- Opening Delimiter -
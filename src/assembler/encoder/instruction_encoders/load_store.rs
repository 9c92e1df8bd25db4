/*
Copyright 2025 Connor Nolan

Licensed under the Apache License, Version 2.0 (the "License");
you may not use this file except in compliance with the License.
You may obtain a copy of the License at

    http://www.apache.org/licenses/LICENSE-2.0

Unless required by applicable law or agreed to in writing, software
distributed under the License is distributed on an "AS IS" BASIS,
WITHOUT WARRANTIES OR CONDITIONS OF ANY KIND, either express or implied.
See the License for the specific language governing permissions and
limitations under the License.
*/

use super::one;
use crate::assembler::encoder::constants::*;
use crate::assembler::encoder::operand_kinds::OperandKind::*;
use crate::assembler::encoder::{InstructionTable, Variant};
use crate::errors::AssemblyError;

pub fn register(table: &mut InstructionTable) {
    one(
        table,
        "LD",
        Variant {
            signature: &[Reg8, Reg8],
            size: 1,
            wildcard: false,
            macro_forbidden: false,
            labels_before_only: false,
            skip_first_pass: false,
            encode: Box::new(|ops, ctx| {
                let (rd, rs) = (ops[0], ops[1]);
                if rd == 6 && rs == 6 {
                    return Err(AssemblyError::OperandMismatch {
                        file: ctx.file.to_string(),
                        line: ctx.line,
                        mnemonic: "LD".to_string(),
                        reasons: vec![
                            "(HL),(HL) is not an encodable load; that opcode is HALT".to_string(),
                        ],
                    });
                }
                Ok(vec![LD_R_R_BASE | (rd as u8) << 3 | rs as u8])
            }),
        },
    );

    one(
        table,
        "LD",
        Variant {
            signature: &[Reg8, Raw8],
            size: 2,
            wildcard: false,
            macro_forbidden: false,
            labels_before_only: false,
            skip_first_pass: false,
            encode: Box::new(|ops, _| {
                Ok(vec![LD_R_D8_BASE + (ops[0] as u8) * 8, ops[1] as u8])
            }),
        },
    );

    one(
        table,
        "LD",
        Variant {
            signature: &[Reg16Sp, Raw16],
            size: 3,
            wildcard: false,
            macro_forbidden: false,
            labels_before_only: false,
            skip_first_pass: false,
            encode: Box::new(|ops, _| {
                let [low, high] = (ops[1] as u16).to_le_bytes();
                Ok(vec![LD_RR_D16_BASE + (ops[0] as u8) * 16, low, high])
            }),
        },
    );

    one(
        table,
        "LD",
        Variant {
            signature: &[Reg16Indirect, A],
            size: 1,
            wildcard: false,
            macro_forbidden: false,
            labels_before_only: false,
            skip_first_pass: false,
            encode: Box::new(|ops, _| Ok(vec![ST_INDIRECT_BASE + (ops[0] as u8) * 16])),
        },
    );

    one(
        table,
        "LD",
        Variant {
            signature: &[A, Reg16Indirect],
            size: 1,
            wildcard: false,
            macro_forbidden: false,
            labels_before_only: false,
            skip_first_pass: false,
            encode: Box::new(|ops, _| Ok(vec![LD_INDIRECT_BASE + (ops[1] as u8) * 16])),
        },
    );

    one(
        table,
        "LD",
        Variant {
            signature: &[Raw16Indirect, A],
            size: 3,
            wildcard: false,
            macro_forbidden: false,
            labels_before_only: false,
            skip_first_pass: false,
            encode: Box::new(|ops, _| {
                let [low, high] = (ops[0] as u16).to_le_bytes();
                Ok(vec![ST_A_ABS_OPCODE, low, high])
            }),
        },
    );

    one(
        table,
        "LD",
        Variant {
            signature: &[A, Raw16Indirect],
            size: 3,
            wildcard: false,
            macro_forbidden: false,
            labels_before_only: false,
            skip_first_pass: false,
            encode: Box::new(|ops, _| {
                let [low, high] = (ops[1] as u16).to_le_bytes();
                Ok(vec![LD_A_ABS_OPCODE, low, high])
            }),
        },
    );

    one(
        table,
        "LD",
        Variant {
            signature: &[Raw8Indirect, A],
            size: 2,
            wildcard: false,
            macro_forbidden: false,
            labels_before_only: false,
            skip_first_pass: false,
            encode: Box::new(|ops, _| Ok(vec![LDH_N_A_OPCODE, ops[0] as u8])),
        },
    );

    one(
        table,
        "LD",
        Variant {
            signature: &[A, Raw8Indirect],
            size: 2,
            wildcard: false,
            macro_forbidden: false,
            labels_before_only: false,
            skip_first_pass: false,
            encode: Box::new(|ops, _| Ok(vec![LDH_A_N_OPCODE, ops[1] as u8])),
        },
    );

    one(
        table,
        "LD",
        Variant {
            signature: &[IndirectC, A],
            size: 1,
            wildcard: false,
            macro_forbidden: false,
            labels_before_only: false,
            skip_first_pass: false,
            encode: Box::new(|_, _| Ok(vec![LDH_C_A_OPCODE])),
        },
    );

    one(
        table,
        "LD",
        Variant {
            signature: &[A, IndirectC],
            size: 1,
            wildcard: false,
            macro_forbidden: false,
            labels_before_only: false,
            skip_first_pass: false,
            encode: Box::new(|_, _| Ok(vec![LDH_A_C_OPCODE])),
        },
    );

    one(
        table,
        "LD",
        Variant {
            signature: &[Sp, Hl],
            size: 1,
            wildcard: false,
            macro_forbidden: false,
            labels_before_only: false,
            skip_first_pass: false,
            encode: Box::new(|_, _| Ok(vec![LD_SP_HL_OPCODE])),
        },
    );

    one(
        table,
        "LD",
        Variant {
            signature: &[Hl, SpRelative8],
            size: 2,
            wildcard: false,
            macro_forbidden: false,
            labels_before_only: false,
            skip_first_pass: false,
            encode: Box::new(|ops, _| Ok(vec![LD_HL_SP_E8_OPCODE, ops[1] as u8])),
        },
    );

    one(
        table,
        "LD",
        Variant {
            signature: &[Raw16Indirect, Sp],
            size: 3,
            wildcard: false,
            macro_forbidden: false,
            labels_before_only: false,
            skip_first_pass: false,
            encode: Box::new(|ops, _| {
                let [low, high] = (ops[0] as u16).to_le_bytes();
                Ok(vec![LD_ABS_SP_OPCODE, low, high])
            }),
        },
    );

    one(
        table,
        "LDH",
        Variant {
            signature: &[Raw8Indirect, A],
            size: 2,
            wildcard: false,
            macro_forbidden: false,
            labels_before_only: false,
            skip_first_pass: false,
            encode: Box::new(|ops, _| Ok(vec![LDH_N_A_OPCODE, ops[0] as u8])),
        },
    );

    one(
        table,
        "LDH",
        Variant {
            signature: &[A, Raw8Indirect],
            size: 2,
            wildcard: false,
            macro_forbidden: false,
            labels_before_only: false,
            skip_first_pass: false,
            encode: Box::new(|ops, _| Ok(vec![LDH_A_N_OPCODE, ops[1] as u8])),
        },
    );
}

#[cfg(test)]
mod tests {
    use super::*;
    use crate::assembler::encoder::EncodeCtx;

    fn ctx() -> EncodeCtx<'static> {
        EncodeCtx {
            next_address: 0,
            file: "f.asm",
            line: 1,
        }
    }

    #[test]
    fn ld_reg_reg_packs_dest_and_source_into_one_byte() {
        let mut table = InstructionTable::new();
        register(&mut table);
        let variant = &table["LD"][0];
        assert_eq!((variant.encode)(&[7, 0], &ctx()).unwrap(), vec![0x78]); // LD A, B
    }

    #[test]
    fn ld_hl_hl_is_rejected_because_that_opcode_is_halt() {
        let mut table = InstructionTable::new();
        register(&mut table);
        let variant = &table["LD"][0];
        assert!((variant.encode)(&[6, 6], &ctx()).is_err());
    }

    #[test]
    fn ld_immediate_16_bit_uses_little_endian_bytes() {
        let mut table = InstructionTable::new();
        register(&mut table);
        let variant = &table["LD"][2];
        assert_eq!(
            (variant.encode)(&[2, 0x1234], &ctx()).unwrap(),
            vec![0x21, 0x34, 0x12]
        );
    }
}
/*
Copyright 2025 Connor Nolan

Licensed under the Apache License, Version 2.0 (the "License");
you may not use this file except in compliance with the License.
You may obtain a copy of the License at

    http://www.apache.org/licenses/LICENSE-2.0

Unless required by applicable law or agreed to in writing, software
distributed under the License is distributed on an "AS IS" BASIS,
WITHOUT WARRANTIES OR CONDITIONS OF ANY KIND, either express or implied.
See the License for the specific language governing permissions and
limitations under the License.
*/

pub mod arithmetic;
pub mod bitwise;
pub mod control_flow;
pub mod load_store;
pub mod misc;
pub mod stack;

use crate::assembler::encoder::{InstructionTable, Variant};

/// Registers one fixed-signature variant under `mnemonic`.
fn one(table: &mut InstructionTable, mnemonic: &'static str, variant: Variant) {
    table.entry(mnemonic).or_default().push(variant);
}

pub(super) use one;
- Closing Delimiter -
* [YOUR ASSIGNMENT] Using the records above, give the count of lines with the word "AssemblyError", and write nothing more.

* [ANSWER TO THIS PROBLEM] 2